#### Brief:
Search term "expect": copy each line of the data containing it.
---*---
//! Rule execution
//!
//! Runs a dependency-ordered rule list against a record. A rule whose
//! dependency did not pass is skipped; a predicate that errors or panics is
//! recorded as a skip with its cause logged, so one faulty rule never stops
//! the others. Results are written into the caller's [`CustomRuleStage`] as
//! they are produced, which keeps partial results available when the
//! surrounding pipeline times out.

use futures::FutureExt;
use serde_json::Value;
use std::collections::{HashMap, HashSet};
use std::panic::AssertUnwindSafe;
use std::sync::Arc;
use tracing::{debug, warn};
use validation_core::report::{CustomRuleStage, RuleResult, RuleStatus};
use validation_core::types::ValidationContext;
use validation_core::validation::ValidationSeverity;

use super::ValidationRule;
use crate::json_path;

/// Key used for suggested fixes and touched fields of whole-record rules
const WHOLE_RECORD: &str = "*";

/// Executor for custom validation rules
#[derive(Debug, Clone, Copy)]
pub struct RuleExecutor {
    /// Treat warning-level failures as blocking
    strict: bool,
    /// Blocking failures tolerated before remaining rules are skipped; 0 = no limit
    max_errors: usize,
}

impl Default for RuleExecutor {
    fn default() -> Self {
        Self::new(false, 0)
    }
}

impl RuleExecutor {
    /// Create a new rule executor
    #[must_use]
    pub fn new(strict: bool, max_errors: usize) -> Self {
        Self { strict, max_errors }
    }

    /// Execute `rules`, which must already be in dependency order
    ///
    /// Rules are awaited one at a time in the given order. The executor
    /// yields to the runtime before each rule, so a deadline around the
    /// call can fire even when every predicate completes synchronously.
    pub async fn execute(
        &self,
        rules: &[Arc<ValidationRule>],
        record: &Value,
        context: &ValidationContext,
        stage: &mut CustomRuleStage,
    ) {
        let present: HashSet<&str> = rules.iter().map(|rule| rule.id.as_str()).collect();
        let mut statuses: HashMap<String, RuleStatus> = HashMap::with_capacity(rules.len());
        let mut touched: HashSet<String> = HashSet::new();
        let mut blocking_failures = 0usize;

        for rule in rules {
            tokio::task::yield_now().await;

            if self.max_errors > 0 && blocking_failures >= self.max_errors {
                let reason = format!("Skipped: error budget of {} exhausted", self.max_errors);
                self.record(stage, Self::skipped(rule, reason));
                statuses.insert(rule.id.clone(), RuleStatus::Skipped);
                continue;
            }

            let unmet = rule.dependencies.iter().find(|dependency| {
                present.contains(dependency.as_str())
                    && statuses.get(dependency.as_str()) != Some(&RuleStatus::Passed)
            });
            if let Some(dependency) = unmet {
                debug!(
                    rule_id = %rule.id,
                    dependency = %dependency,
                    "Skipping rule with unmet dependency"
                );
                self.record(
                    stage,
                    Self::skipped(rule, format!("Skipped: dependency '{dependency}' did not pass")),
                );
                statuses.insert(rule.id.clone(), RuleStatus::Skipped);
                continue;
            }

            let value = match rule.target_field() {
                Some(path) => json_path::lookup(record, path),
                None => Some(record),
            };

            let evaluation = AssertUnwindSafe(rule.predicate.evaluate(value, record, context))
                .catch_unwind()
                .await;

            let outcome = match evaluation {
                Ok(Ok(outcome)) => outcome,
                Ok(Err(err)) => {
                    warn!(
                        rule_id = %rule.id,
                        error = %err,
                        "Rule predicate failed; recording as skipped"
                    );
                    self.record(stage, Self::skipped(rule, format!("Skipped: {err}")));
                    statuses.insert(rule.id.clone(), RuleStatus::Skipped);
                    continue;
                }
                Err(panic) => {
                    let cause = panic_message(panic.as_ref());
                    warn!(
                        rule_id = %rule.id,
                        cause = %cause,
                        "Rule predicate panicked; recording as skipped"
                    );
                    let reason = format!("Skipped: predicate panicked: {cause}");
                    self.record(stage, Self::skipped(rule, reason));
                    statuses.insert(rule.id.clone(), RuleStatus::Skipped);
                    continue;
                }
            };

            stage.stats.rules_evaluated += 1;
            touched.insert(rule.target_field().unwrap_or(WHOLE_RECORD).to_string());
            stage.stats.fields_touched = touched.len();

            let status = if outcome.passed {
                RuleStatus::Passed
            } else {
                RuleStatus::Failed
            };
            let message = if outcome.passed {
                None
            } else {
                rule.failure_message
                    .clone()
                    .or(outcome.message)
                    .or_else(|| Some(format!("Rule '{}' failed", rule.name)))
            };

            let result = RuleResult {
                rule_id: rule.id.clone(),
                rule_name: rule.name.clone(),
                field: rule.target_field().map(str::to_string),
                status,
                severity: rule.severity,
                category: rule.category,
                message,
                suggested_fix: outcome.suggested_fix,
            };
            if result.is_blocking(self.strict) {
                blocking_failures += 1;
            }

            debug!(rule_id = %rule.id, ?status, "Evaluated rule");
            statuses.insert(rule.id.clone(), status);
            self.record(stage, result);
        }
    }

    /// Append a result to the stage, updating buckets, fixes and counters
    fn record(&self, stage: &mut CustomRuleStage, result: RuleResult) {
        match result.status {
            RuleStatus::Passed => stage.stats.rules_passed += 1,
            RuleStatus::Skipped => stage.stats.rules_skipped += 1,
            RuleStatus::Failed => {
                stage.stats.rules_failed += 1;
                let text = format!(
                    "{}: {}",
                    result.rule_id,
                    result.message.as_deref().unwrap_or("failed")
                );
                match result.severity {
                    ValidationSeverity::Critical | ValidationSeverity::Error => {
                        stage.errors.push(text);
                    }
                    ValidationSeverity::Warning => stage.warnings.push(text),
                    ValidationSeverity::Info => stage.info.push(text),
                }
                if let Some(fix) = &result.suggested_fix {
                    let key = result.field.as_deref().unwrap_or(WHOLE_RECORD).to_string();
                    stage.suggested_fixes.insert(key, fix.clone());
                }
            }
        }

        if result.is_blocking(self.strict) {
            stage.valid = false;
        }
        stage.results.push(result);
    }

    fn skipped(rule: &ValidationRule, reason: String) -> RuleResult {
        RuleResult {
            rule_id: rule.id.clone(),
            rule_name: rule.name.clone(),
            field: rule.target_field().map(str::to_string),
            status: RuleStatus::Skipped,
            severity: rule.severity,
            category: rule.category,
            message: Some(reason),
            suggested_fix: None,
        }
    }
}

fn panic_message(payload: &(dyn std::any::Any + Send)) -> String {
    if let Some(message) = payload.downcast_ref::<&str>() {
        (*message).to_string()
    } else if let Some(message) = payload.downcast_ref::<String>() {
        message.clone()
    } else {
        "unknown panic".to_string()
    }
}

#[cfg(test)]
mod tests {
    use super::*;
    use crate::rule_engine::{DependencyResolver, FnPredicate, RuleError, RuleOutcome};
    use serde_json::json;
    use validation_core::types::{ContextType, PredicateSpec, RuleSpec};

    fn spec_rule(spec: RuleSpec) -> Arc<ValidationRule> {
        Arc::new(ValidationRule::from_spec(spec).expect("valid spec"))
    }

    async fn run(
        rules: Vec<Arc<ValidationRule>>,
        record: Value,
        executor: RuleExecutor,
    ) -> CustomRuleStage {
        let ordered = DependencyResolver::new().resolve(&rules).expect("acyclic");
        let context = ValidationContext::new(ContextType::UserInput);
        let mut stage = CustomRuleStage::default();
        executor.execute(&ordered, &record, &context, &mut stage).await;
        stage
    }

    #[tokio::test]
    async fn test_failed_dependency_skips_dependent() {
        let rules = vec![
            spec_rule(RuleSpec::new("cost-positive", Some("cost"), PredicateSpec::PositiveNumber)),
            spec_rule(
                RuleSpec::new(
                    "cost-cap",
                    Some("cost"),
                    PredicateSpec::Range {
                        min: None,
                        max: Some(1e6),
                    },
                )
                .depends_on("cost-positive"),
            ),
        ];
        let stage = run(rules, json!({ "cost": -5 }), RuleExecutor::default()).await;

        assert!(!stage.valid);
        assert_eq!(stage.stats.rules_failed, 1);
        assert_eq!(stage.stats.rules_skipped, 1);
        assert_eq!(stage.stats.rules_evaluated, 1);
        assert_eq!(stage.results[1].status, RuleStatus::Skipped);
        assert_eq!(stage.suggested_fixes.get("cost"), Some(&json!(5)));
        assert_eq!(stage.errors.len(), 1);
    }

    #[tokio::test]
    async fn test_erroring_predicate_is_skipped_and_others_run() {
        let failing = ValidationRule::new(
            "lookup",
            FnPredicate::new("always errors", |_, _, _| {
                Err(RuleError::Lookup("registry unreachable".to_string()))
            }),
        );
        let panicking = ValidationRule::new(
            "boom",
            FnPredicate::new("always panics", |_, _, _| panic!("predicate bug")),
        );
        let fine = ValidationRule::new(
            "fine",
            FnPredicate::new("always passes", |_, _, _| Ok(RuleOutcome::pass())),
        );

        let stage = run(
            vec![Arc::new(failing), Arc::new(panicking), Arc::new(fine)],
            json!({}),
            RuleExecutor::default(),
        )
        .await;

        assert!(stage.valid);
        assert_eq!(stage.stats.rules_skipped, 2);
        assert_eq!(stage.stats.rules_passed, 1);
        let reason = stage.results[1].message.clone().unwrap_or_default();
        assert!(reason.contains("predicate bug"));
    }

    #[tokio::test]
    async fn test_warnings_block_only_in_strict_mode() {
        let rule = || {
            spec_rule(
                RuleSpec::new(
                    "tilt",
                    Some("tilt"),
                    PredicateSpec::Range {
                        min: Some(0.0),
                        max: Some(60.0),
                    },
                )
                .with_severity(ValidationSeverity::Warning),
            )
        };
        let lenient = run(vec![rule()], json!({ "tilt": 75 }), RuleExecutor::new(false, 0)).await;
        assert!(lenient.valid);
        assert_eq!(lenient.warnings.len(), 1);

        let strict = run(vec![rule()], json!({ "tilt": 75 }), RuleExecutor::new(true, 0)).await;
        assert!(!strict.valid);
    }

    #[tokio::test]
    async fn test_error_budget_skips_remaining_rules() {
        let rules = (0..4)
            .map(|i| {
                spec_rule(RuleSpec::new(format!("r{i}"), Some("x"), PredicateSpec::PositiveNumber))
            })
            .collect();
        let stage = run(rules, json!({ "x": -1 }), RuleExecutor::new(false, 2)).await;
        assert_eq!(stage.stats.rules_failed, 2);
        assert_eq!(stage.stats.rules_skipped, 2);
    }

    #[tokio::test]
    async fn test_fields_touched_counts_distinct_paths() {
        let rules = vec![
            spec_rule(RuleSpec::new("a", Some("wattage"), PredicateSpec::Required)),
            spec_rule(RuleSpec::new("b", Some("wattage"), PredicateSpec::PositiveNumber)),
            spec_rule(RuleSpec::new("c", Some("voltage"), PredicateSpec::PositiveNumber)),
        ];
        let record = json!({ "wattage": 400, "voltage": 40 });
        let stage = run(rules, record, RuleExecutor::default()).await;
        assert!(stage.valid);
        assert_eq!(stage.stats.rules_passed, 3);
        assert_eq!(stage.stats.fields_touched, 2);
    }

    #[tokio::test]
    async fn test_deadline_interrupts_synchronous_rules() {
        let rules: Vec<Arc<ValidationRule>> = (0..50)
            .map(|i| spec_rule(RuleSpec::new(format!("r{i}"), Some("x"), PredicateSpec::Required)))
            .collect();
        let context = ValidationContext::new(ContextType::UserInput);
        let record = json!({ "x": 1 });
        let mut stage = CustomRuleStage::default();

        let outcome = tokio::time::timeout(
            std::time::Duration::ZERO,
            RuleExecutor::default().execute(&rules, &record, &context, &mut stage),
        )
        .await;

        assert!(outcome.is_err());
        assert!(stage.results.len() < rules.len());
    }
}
---*---
#### Task result:
        Arc::new(ValidationRule::from_spec(spec).expect("valid spec"))
        let ordered = DependencyResolver::new().resolve(&rules).expect("acyclic");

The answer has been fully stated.